Nadir

                   Dans les sciences c'est le point le plus bas, celui en dessous duquel on ne peut pas descendre, le contraire exact du zénith. Nous l'avons emprunté à l'arabe, langue dans laquelle son écriture le distingue du prénom, d'usage fréquent aujourd'hui, avec lequel il ne faut donc pas le confondre. Voilà qui démontre comme la destinée des mots est parfois mystérieuse, leur emploi varie au gré des saisons, voire de la fantaisie de tout un chacun, et les savants ne sont pas les derniers à emprunter de ci de là, selon les besoins de leurs mesures. 

                    Je n'ai pas choisi ce mot pour jouer le pédant, je vous l'assure. Simplement, je cherchais comment exprimer le contraire d'une apothéose et j'ai dû faire appel à ma mémoire. J'en ai conclu qu'il est plus aisé de décrire un point culminant qu'un affaissement, on vante ses qualités avant d'avouer les défauts, et encore. Quand le moral est à zéro, on se terre, on évite d'en parler, on fait semblant. Et puis on est en décembre, le jour est au plus bas, hésite à se relever tandis que la terre tourne dans l'ombre, cherche la position de l'an nouveau avant de s'élancer vers le printemps.  

                     Sans doute est-ce la bonnne raison pour laquelle on a casé tant de fêtes en cette saison, l'année est épuisée et les gens avec, on fait la trève. Au Moyen-âge on cessait même de guerroyer par mauvais temps, pour ne pas harasser les chevaux ou abîmer l'équipement. Maintenant on a le père Noël, venu tout droit des migrants d'amérique il a retraversé la mer pour venir réjouir nos enfants. C'est tout récent.

                     Plus avant les Romains fêtaient les Saturnales. Pour cette occasion on raconte qu'ils n'hésitaient pas à mélanger les citoyens de toutes conditions, organisaient de bons repas et même des festins dans lesquels ils échangeaient de menus cadeaux. La preuve que le nadir hivernal vient de loin.

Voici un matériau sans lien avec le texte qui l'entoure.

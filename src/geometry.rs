use geo::{Bearing, Destination, Distance, Haversine, Point};

/// Distances shorter than this are treated as zero.
pub const DISTANCE_ZERO_THRESHOLD_M: f64 = 0.1;

const EARTH_RADIUS_M: f64 = 6_371_008.8;
const METRES_PER_DEGREE: f64 = EARTH_RADIUS_M * std::f64::consts::PI / 180.0;

/// Great-circle distance in metres, collapsing anything under 10 cm to zero.
pub fn distance(a: Point<f64>, b: Point<f64>) -> f64 {
    let d = Haversine.distance(a, b);
    if d < DISTANCE_ZERO_THRESHOLD_M { 0.0 } else { d }
}

/// Compass bearing in degrees, normalised to [0, 360).
pub fn bearing(from: Point<f64>, to: Point<f64>) -> f64 {
    Haversine.bearing(from, to).rem_euclid(360.0)
}

/// Smallest absolute difference between two compass bearings, in [0, 180].
pub fn bearing_difference(a: f64, b: f64) -> f64 {
    180.0 - ((a - b).abs() - 180.0).abs()
}

/// Equirectangular projection around a reference point, in metres.
///
/// Airports fit comfortably inside the region where this agrees with a
/// transverse Mercator zone to well below GPS noise.
#[derive(Debug, Clone, Copy)]
pub struct LocalFrame {
    origin: Point<f64>,
    metres_per_degree_lon: f64,
}

impl LocalFrame {
    pub fn new(origin: Point<f64>) -> Self {
        Self {
            origin,
            metres_per_degree_lon: METRES_PER_DEGREE * origin.y().to_radians().cos(),
        }
    }

    pub fn to_xy(&self, p: Point<f64>) -> (f64, f64) {
        (
            (p.x() - self.origin.x()) * self.metres_per_degree_lon,
            (p.y() - self.origin.y()) * METRES_PER_DEGREE,
        )
    }

    pub fn to_point(&self, x: f64, y: f64) -> Point<f64> {
        Point::new(
            self.origin.x() + x / self.metres_per_degree_lon,
            self.origin.y() + y / METRES_PER_DEGREE,
        )
    }
}

/// Angle in degrees, in [0, 180], by which a path turns at `cur`.
///
/// A zero-length leg on either side yields 0.
pub fn turn_angle(prev: Point<f64>, cur: Point<f64>, next: Point<f64>) -> f64 {
    turn_angle_in(&LocalFrame::new(cur), prev, cur, next)
}

pub(crate) fn turn_angle_in(
    frame: &LocalFrame,
    prev: Point<f64>,
    cur: Point<f64>,
    next: Point<f64>,
) -> f64 {
    if distance(prev, cur) == 0.0 || distance(cur, next) == 0.0 {
        return 0.0;
    }

    let (px, py) = frame.to_xy(prev);
    let (cx, cy) = frame.to_xy(cur);
    let (nx, ny) = frame.to_xy(next);

    let incoming = (cy - py).atan2(cx - px);
    let outgoing = (ny - cy).atan2(nx - cx);

    let deg = (incoming - outgoing).to_degrees().abs();
    if deg > 180.0 { 360.0 - deg } else { deg }
}

/// Foot of the perpendicular from a point onto the line through a segment.
#[derive(Debug, Clone, Copy)]
pub struct LineProjection {
    pub point: Point<f64>,
    /// Position along the segment: 0 at `a`, 1 at `b`.
    pub t: f64,
}

impl LineProjection {
    /// True when the foot is not strictly inside the segment.
    pub fn beyond_segment(&self) -> bool {
        self.t <= 0.0 || self.t >= 1.0
    }
}

/// Projects `p` onto the infinite line through `a` and `b`.
pub fn project_onto_line(p: Point<f64>, a: Point<f64>, b: Point<f64>) -> LineProjection {
    let frame = LocalFrame::new(a);
    let (bx, by) = frame.to_xy(b);
    let (px, py) = frame.to_xy(p);

    let len_sq = bx * bx + by * by;
    if len_sq == 0.0 {
        return LineProjection { point: a, t: 0.0 };
    }

    let t = (px * bx + py * by) / len_sq;
    LineProjection {
        point: frame.to_point(t * bx, t * by),
        t,
    }
}

/// Nearest point of segment `a`-`b` to `p` and its distance.
///
/// Projections falling outside the segment are replaced by the nearer end.
pub fn nearest_on_segment(p: Point<f64>, a: Point<f64>, b: Point<f64>) -> (Point<f64>, f64) {
    let projection = project_onto_line(p, a, b);
    if projection.beyond_segment() {
        let to_a = distance(p, a);
        let to_b = distance(p, b);
        if to_a < to_b { (a, to_a) } else { (b, to_b) }
    } else {
        (projection.point, distance(p, projection.point))
    }
}

/// Moves a point rigidly by `east_m` and `north_m` metres.
pub fn displace(p: Point<f64>, east_m: f64, north_m: f64) -> Point<f64> {
    let offset = east_m.hypot(north_m);
    if offset == 0.0 {
        return p;
    }
    let heading = east_m.atan2(north_m).to_degrees().rem_euclid(360.0);
    Haversine.destination(p, heading, offset)
}

/// Metres covered by one degree of latitude and of longitude at `p`.
pub fn metres_per_degree(p: Point<f64>) -> (f64, f64) {
    const STEP: f64 = 0.01;
    let lat = Haversine.distance(p, Point::new(p.x(), p.y() + STEP)) / STEP;
    let lon = Haversine.distance(p, Point::new(p.x() + STEP, p.y())) / STEP;
    (lat, lon)
}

De l'origine de la vie dans une société plus démocratique qu'il n'y paraît, de quoi en prendre de la graine pour nos élites si elles sont encore capables de relever le défi du zénith.

                      Saturne était, paraît-il, honoré comme un dieu. Hélas un dieu sombre, pessimiste, inclinant à la mélancolie. Pas vraiment étonnant quand on observe la planète dont il porte le nom. Une planète gazeuse entourée d'anneaux dont on ignore la composition, même si c'est un bel effet on ne peut pas s'y fier, si ça se trouve ces vapeurs sont nocives .Tout ce qui tourne autour du soleil n'est pas nécessairement bénéfique. Certains disent même qu'à force de regarder le ciel on risque la dépression.

                     Heureusement à Noël, la joie des enfants sauve les familles de l'ennui des frimas. Autour du sapin ou d'un bon repas on fait bonne figure à la belle mère qui n'arrête pas de gémir après ses  rhumatismes, on s'efforce de ne pas envoyer sur les roses son époux autoritaire, on a même invité le cousin qui vous tape cent balles chaque fois qu'il vous voit et, miracle, le fils prodigue qui ne téléphone jamais est revenu passer la nuit dans la chambre vide. 

                      Nadir, si on y réfléchit, est un mot plein de soleil. Inutile de broyer du noir dans le jour qui faiblit. L'an neuf arrive, on dansera sous le gui.